I. Introduction

In recent years, the radio frequency identification (RFID) system have been developed and extensively employed in healthcare and biomedical area [1]–[3]. Due to its advantages, as real-time identification for a number of objects, the RFID technology has widely replaced the use of conventional bar-code identification [4]. The system’s goal is to transfer identification data or information between the tag and the responder through the RF transceiver to conduct certain applications based on the data reserved in the tag [5]. The RFID system is presently being developed to support a low-power device with improved data communication capabilities. For instance, T. Norliza et. al. proposed an energy harvesting (EH) circuit that uses hybrid input sources of energy to address the limitation of semi-active RFID tag lifespan issue owing to the battery demanded to power the circuitries in [5], [6] and J. Sampe et. al. in [7] introduced a new algorithm of fast detection for the RFID tag system.

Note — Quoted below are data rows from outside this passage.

//! Acquired datasets keyed by collection, and the variable options derived
//! from them.

use std::sync::Arc;

use grid_dataset::Dataset;
use serde::Serialize;

use crate::facade::AcquisitionResult;

/// Variables that describe the grid rather than hold data.
pub const EXCLUDED_VARIABLES: &[&str] = &[
    "lat",
    "lon",
    "time",
    "time_bnds",
    "time_bounds",
    "lat_bounds",
    "lon_bounds",
];

/// Separator between collection key and variable in a variable option.
pub const OPTION_SEPARATOR: char = ':';

/// Split `"<key>:<variable>"` back into its parts.
pub fn parse_variable_option(option: &str) -> Option<(&str, &str)> {
    let (key, variable) = option.split_once(OPTION_SEPARATOR)?;
    if key.is_empty() || variable.is_empty() {
        return None;
    }
    Some((key, variable))
}

/// Whether `variable` is a grid-bookkeeping name (case-insensitive).
pub fn is_excluded_variable(variable: &str) -> bool {
    let lower = variable.to_lowercase();
    EXCLUDED_VARIABLES.contains(&lower.as_str())
}

/// Summary of one collection for reports.
#[derive(Debug, Clone, Serialize)]
pub struct CollectionSummary {
    pub key: String,
    pub available: bool,
    pub variables: Vec<String>,
    pub dims: Vec<(String, usize)>,
    #[serde(skip_serializing_if = "Option::is_none")]
    pub error: Option<String>,
}

/// Results of a plan, in plan order.
#[derive(Debug, Default)]
pub struct DatasetRegistry {
    results: Vec<AcquisitionResult>,
    errors: Vec<(String, String)>,
}

impl DatasetRegistry {
    pub fn new() -> Self {
        Self::default()
    }

    /// Add a result, replacing any earlier one for the same key.
    pub fn insert(&mut self, result: AcquisitionResult) {
        self.results.retain(|r| r.key != result.key);
        self.results.push(result);
    }

    /// Record a collection that failed outright. It is kept as absent.
    pub fn record_failure(&mut self, key: impl Into<String>, error: impl Into<String>) {
        let key = key.into();
        self.insert(AcquisitionResult::absent(key.clone()));
        self.errors.retain(|(k, _)| *k != key);
        self.errors.push((key, error.into()));
    }

    pub fn get(&self, key: &str) -> Option<&AcquisitionResult> {
        self.results.iter().find(|r| r.key == key)
    }

    pub fn dataset(&self, key: &str) -> Option<&Arc<Dataset>> {
        self.get(key).and_then(|r| r.dataset.as_ref())
    }

    pub fn error(&self, key: &str) -> Option<&str> {
        self.errors
            .iter()
            .find(|(k, _)| k == key)
            .map(|(_, e)| e.as_str())
    }

    pub fn results(&self) -> &[AcquisitionResult] {
        &self.results
    }

    pub fn len(&self) -> usize {
        self.results.len()
    }

    pub fn is_empty(&self) -> bool {
        self.results.is_empty()
    }

    /// Every `"<key>:<variable>"` pair, collections in plan order.
    pub fn variable_options(&self) -> Vec<String> {
        self.results
            .iter()
            .flat_map(|r| {
                r.variables
                    .iter()
                    .map(move |v| format!("{}{}{}", r.key, OPTION_SEPARATOR, v))
            })
            .collect()
    }

    /// Variable options worth showing first: bookkeeping variables removed.
    pub fn starter_variables(&self) -> Vec<String> {
        self.variable_options()
            .into_iter()
            .filter(|option| {
                parse_variable_option(option)
                    .map(|(_, variable)| !is_excluded_variable(variable))
                    .unwrap_or(false)
            })
            .collect()
    }

    pub fn summaries(&self) -> Vec<CollectionSummary> {
        self.results
            .iter()
            .map(|r| CollectionSummary {
                key: r.key.clone(),
                available: r.dataset.is_some(),
                variables: r.variables.clone(),
                dims: r
                    .dataset
                    .as_ref()
                    .map(|ds| ds.dims().iter().map(|d| (d.name.clone(), d.len)).collect())
                    .unwrap_or_default(),
                error: self.error(&r.key).map(str::to_string),
            })
            .collect()
    }
}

Christian et. al. in [8] established the transceiver front-end chip for the passive RFID tag in industrial, scientific and medical (ISM) band while sustaining the low power consumption performance as a consequence of the advancement of the complementary metal-oxide semiconductor (CMOS) technology. While N. H. M. Yunus et. al. in [9]–[11] developed MEMs based patched antenna for radio frequency application on ISM band. M. A. S. Bhuiyan et. al. in [12] developed on-chip transmit/receive (Tx/Rx) switch for RFID tag transceiver as shown as Fig. 1.